Petrolio balza ai massimi mensili: Trump blocca nuovamente Hormuz e impone un pedaggio del 20%

Il presidente statunitense ha annunciato ieri su Truth la chiusura dello Stretto di Hormuz e l’introduzione di un pedaggio del 20% sui cargo in transito: una dichiarazione che ha già fatto risalire il prezzo del petrolio e riacceso tensioni diplomatiche con l’Europa e i Paesi del Golfo. La questione è ormai quotidiana per i mercati energetici e può ridisegnare costi e alleanze nell’immediato.

Petrolio: rialzo immediato dei prezzi

Il mercato ha reagito nell’arco di poche ore: il Brent ha superato gli 86 dollari al barile, ai massimi da oltre un mese dopo il crollo vicino ai 70 dollari registrato tra giugno e luglio.
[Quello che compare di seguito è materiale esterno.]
//! Subcommand implementations.

use std::io::Write;
use std::path::Path;

use anyhow::{Context, Result, bail};
use mimepost_core::{
    Dispatcher, OutgoingEmail, SenderConfig, SmtpTransport, load_config, load_default_config,
};
use mimepost_mime::{Message, MessageBuilder, Part};
use tracing::info;

use crate::MessageArgs;

/// Builds the message described by `args` and sends it.
pub async fn send(args: &MessageArgs) -> Result<()> {
    let config = config(args.config.as_deref())?;
    let email = outgoing_email(args)?;
    if email.to.is_empty() {
        bail!("at least one --to recipient is required");
    }

    let dispatcher = Dispatcher::new(config, SmtpTransport::new())?;
    dispatcher
        .send(&email)
        .await
        .with_context(|| format!("failed to send {:?}", email.subject))?;

    info!(to = ?email.to, "done");
    Ok(())
}

/// Builds the message described by `args` and writes it to stdout.
pub fn preview(args: &MessageArgs, summary: bool) -> Result<()> {
    let config = config(args.config.as_deref())?;
    let email = outgoing_email(args)?;

    let builder = MessageBuilder::new(config.sender(), config.attachment_root.clone());
    let built = builder.build(&email)?;

    let mut stdout = std::io::stdout().lock();
    if summary {
        let message = Message::parse(built.as_bytes())?;
        write_summary(&mut stdout, &message)?;
    } else {
        stdout.write_all(built.as_bytes())?;
    }
    stdout.flush()?;
    Ok(())
}

fn config(path: Option<&Path>) -> Result<SenderConfig> {
    let config = match path {
        Some(path) => load_config(path),
        None => load_default_config(),
    };
    config.context("failed to load sender configuration")
}

fn outgoing_email(args: &MessageArgs) -> Result<OutgoingEmail> {
    let text = match (&args.text, &args.text_file) {
        (Some(text), _) => Some(text.clone()),
        (None, Some(path)) => Some(read_body(path)?),
        (None, None) => None,
    };
    let html = args.html_file.as_deref().map(read_body).transpose()?;

    Ok(OutgoingEmail {
        subject: args.subject.clone(),
        text_body: text,
        html_body: html,
        attachment: args.attach.clone(),
        to: args.to.clone(),
    })
}

fn read_body(path: &Path) -> Result<String> {
    std::fs::read_to_string(path).with_context(|| format!("failed to read {}", path.display()))
}

fn write_summary(out: &mut impl Write, message: &Message) -> Result<()> {
    writeln!(out, "From:    {}", message.from().unwrap_or_default())?;
    writeln!(out, "To:      {}", message.to().unwrap_or_default())?;
    writeln!(
        out,
        "Subject: {}",
        message.decoded_subject()?.unwrap_or_default()
    )?;
    writeln!(out, "Type:    {}", message.content_type()?.essence())?;

    for part in &message.parts {
        write_part(out, part, 1)?;
    }
    Ok(())
}

fn write_part(out: &mut impl Write, part: &Part, depth: usize) -> Result<()> {
    let content_type = part.content_type()?;
    let indent = "  ".repeat(depth);

    if content_type.is_multipart() {
        writeln!(out, "{indent}{}", content_type.essence())?;
        for sub in part.subparts()? {
            write_part(out, &sub, depth + 1)?;
        }
        return Ok(());
    }

    let size = part.decode_body()?.len();
    match part.filename() {
        Some(name) => writeln!(
            out,
            "{indent}{} ({}, {size} bytes, attachment {name:?})",
            content_type.essence(),
            part.transfer_encoding()
        )?,
        None => writeln!(
            out,
            "{indent}{} ({}, {size} bytes)",
            content_type.essence(),
            part.transfer_encoding()
        )?,
    }
    Ok(())
}

#[cfg(test)]
#[allow(clippy::unwrap_used)]
mod tests {
    use super::*;
    use mimepost_mime::Sender;

    fn args() -> MessageArgs {
        MessageArgs {
            to: vec!["alice@example.com".to_string()],
            subject: "Hello".to_string(),
            text: Some("hi".to_string()),
            text_file: None,
            html_file: None,
            attach: None,
            config: None,
        }
    }

    #[test]
    fn test_outgoing_email_from_args() {
        let email = outgoing_email(&args()).unwrap();
        assert_eq!(email.subject, "Hello");
        assert_eq!(email.text_body.as_deref(), Some("hi"));
        assert_eq!(email.html_body, None);
        assert_eq!(email.to, vec!["alice@example.com"]);
    }

    #[test]
    fn test_missing_body_file_is_reported() {
        let mut args = args();
        args.text = None;
        args.html_file = Some("/nonexistent/mimepost/body.html".into());
        let err = outgoing_email(&args).unwrap_err();
        assert!(err.to_string().contains("body.html"));
    }

    #[test]
    fn test_summary_lists_parts() {
        let sender = Sender {
            address: "noreply@example.com".to_string(),
            ..Sender::default()
        };
        let email = OutgoingEmail::new("Hello")
            .to("alice@example.com")
            .text_body("hi")
            .html_body("<p>hi</p>");
        let built = MessageBuilder::new(sender, "storage").build(&email).unwrap();
        let message = Message::parse(built.as_bytes()).unwrap();

        let mut out = Vec::new();
        write_summary(&mut out, &message).unwrap();
        let summary = String::from_utf8(out).unwrap();

        assert!(summary.contains("Subject: Hello"));
        assert!(summary.contains("Type:    multipart/mixed"));
        assert!(summary.contains("  multipart/alternative"));
        assert!(summary.contains("    text/plain (7bit, 2 bytes)"));
        assert!(summary.contains("    text/html (7bit, 9 bytes)"));
    }
}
Gli operatori interpretano l’annuncio come un possibile incremento strutturale dei costi di esportazione.

Se un pedaggio del 20% venisse effettivamente applicato, le compagnie di navigazione tenderebbero a riversare la maggiorazione sul prezzo finale del carburante o sugli acquirenti, con impatti diretti sui listini petroliferi e, in prospettiva, sull’inflazione energetica.

Chi si è pronunciato

In un’intervista il presidente ha spiegato che gli Stati Uniti garantiscono la sicurezza di una zona «ricca e strategica» e che tale protezione dovrebbe essere coperta da un contributo. Non è chiaro se il riferimento fosse rivolto principalmente agli alleati del Golfo o ai partner europei, sui quali il presidente ha più volte espresso riserve per il presunto scarso sostegno.

Il ministero degli Esteri iraniano ha replicato con toni sarcastici, sostenendo che l’Iran è storicamente il custode dello stretto e definendo l’idea del 20% eccessiva, pur lasciando intendere disponibilità a trattare condizioni diverse.
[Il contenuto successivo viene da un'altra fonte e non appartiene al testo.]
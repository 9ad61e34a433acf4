//! Delivery services.
//!
//! The dispatcher builds messages with `mimepost-mime` and hands the raw
//! bytes to a [`Transport`].

pub mod dispatcher;
pub mod transport;

pub use dispatcher::Dispatcher;
pub use transport::{Credentials, Endpoint, Envelope, SmtpTransport, Transport, TransportError};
Vincitori e vinti: uno sguardo pratico

L’effetto più probabile sarebbe un aumento dei costi energetici globali, ma con ricadute differenziate sui vari attori:

  • Consumatori: prezzi più alti alla pompa e possibile pressione inflazionistica a breve termine.
  • Esportatori del Golfo: margini sotto stress se decidessero di assorbire parte del costo per contenere i prezzi.
  • Compagnie americane: potenziali benefici competitivi a parità di prezzo internazionale.
  • inevitabili ripercussioni sulle catene logistiche marittime e possibili deviazioni di rotte per evitare lo Stretto.

Dimensione politica

L’annuncio arriva in un momento sensibile per la politica interna statunitense: il presidente sembra cercare una soluzione che riduca i costi politici dell’intervento in Medio Oriente, mentre l’elettorato potrebbe giudicare negativamente l’escalation, con ricadute sulle urne di novembre.

Per gli alleati europei e i Paesi del Golfo la misura rappresenterebbe un onere economico e un elemento di frizione politica: dover finanziare la sicurezza di un corridoio strategico su richiesta di Washington cambierebbe i rapporti di costo-beneficio tra partner.

Lo scenario resta molto fluido. Mercati e diplomatici monitoreranno le prossime mosse ufficiali: una conferma formale dell’imposizione del pedaggio o il progressivo scemare della retorica potranno indirizzare i prezzi e le posizioni internazionali nei giorni a venire.